[Stored data entries]
"""

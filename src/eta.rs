use anyhow::{ensure, Result};

use crate::geo;
use crate::types::{EtaEstimate, Fix};

pub const FALLBACK_SPEED_MPS: f64 = 8.0;
pub const DEFAULT_BASELINE_SECS: f64 = 300.0;

/// Fallbacks used when the history cannot provide a speed or a baseline.
#[derive(Debug, Clone, Copy, PartialEq)]
pub struct EtaParams {
    pub fallback_speed_mps: f64,
    pub default_baseline_secs: f64,
}

impl Default for EtaParams {
    fn default() -> Self {
        Self {
            fallback_speed_mps: FALLBACK_SPEED_MPS,
            default_baseline_secs: DEFAULT_BASELINE_SECS,
        }
    }
}

impl EtaParams {
    /// Both fallbacks must be positive and finite.
    pub fn new(fallback_speed_mps: f64, default_baseline_secs: f64) -> Result<Self> {
        ensure!(
            fallback_speed_mps.is_finite() && fallback_speed_mps > 0.0,
            "fallback speed must be a positive number of m/s, got {}",
            fallback_speed_mps
        );
        ensure!(
            default_baseline_secs.is_finite() && default_baseline_secs > 0.0,
            "default baseline must be a positive number of seconds, got {}",
            default_baseline_secs
        );
        Ok(Self {
            fallback_speed_mps,
            default_baseline_secs,
        })
    }
}

/// Speed over the last two fixes in m/s, or the fallback when it is not positive.
pub fn instantaneous_speed(history: &[Fix], params: &EtaParams) -> f64 {
    let measured = match history {
        [.., prev, last] => {
            let dt = seconds_between(prev, last);
            if dt > 0.0 {
                geo::distance(prev.latitude, prev.longitude, last.latitude, last.longitude) / dt
            } else {
                f64::NAN
            }
        }
        _ => f64::NAN,
    };
    if measured.is_finite() && measured > 0.0 {
        measured
    } else {
        params.fallback_speed_mps
    }
}

/// Mean interval between consecutive fixes over the whole history.
pub fn baseline_interval(history: &[Fix], params: &EtaParams) -> f64 {
    if history.len() < 2 {
        return params.default_baseline_secs;
    }
    let total: f64 = history
        .windows(2)
        .map(|pair| seconds_between(&pair[0], &pair[1]))
        .sum();
    total / (history.len() - 1) as f64
}

/// Turns forecast positions into cumulative ETAs and delays against the
/// historical sampling interval.
///
/// `history` is chronological and its last fix is the last known real
/// position. Returns nothing when `history` is empty.
pub fn estimate(history: &[Fix], forecast: &[(f64, f64)], params: &EtaParams) -> Vec<EtaEstimate> {
    let Some(last) = history.last() else {
        return Vec::new();
    };
    let speed = instantaneous_speed(history, params);
    let baseline = baseline_interval(history, params);

    let mut prev = (last.latitude, last.longitude);
    let mut cumulative = 0.0;
    let mut out = Vec::with_capacity(forecast.len());
    for (i, &(lat, lon)) in forecast.iter().enumerate() {
        let step = i + 1;
        let dist = geo::distance(prev.0, prev.1, lat, lon);
        cumulative += if speed > 0.0 { dist / speed } else { baseline };
        let delay = cumulative - baseline * step as f64;

        out.push(EtaEstimate {
            step,
            latitude: lat,
            longitude: lon,
            eta_seconds_from_last: cumulative as i64,
            delay_seconds_vs_baseline: delay as i64,
        });
        prev = (lat, lon);
    }
    out
}

fn seconds_between(a: &Fix, b: &Fix) -> f64 {
    (b.timestamp - a.timestamp).num_milliseconds() as f64 / 1000.0
}

#[cfg(test)]
mod tests {
    use super::*;
    use crate::geo::EARTH_RADIUS_M;
    use chrono::{Duration, TimeZone, Utc};

    /// Latitude offset in degrees that spans `meters` along a meridian.
    fn north(meters: f64) -> f64 {
        (meters / EARTH_RADIUS_M).to_degrees()
    }

    fn fix(secs: i64, lat: f64) -> Fix {
        Fix {
            timestamp: Utc.with_ymd_and_hms(2024, 1, 15, 10, 0, 0).unwrap() + Duration::seconds(secs),
            latitude: lat,
            longitude: 76.7,
        }
    }

    #[test]
    fn test_measured_speed_used_when_positive() {
        let history = [fix(0, 30.0), fix(300, 30.0 + north(100.0))];
        let speed = instantaneous_speed(&history, &EtaParams::default());
        assert!((speed - 100.0 / 300.0).abs() < 1e-6, "speed {}", speed);
    }

    #[test]
    fn test_scenario_two_points_one_step() {
        let history = [fix(0, 30.0), fix(300, 30.0 + north(100.0))];
        let forecast = [(30.0 + north(200.0), 76.7)];
        let out = estimate(&history, &forecast, &EtaParams::default());

        assert_eq!(out.len(), 1);
        assert_eq!(out[0].step, 1);
        assert!((299..=300).contains(&out[0].eta_seconds_from_last), "{:?}", out[0]);
        assert!((-1..=0).contains(&out[0].delay_seconds_vs_baseline), "{:?}", out[0]);
    }

    #[test]
    fn test_single_point_uses_defaults() {
        let history = [fix(0, 30.0)];
        let params = EtaParams::default();
        assert_eq!(instantaneous_speed(&history, &params), FALLBACK_SPEED_MPS);
        assert_eq!(baseline_interval(&history, &params), DEFAULT_BASELINE_SECS);
    }

    #[test]
    fn test_zero_delay_when_on_baseline_pace() {
        // fallback speed 8 m/s over a 300 s baseline covers 2400 m per step
        let history = [fix(0, 30.0)];
        let forecast: Vec<(f64, f64)> = (1..=5)
            .map(|i| (30.0 + north(2400.0 * i as f64), 76.7))
            .collect();
        let out = estimate(&history, &forecast, &EtaParams::default());

        assert_eq!(out.len(), 5);
        for e in &out {
            assert_eq!(e.delay_seconds_vs_baseline, 0, "{:?}", e);
            let expected = 300 * e.step as i64;
            assert!((e.eta_seconds_from_last - expected).abs() <= 1, "{:?}", e);
        }
    }

    #[test]
    fn test_non_positive_interval_falls_back_to_constant_speed() {
        let history = [fix(60, 30.0), fix(60, 30.0 + north(50.0))];
        assert_eq!(
            instantaneous_speed(&history, &EtaParams::default()),
            FALLBACK_SPEED_MPS
        );
        let backwards = [fix(60, 30.0), fix(0, 30.0 + north(50.0))];
        assert_eq!(
            instantaneous_speed(&backwards, &EtaParams::default()),
            FALLBACK_SPEED_MPS
        );
    }

    #[test]
    fn test_stationary_vehicle_falls_back() {
        let history = [fix(0, 30.0), fix(120, 30.0)];
        assert_eq!(
            instantaneous_speed(&history, &EtaParams::default()),
            FALLBACK_SPEED_MPS
        );
    }

    #[test]
    fn test_baseline_is_mean_over_whole_history() {
        let history = [fix(0, 30.0), fix(100, 30.0), fix(400, 30.0)];
        assert_eq!(baseline_interval(&history, &EtaParams::default()), 200.0);
    }

    #[test]
    fn test_running_late_is_positive_delay() {
        // 60 s baseline, but the vehicle crawls at 1 m/s and each step is 120 m
        let history = [fix(0, 30.0), fix(60, 30.0 + north(60.0))];
        let last = 30.0 + north(60.0);
        let forecast = [(last + north(120.0), 76.7), (last + north(240.0), 76.7)];
        let out = estimate(&history, &forecast, &EtaParams::default());

        assert!((119..=120).contains(&out[0].eta_seconds_from_last));
        assert!((59..=60).contains(&out[0].delay_seconds_vs_baseline));
        assert!((239..=240).contains(&out[1].eta_seconds_from_last));
        assert!((119..=120).contains(&out[1].delay_seconds_vs_baseline));
    }

    #[test]
    fn test_params_reject_non_positive_fallbacks() {
        assert_eq!(
            EtaParams::new(FALLBACK_SPEED_MPS, DEFAULT_BASELINE_SECS).unwrap(),
            EtaParams::default()
        );
        assert!(EtaParams::new(0.0, 300.0).is_err());
        assert!(EtaParams::new(-8.0, 300.0).is_err());
        assert!(EtaParams::new(f64::NAN, 300.0).is_err());
        assert!(EtaParams::new(8.0, 0.0).is_err());
        assert!(EtaParams::new(8.0, f64::INFINITY).is_err());
    }

    #[test]
    fn test_empty_history_yields_nothing() {
        assert!(estimate(&[], &[(30.0, 76.7)], &EtaParams::default()).is_empty());
    }
}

"""

All lines in the data above from the one with "assert!((speed - 100.0" through the one with "assert_eq!(out.len(), 1);" must be repeated exactly, and no others.

        assert!((speed - 100.0 / 300.0).abs() < 1e-6, "speed {}", speed);
    }

    #[test]
    fn test_scenario_two_points_one_step() {
        let history = [fix(0, 30.0), fix(300, 30.0 + north(100.0))];
        let forecast = [(30.0 + north(200.0), 76.7)];
        let out = estimate(&history, &forecast, &EtaParams::default());

        assert_eq!(out.len(), 1);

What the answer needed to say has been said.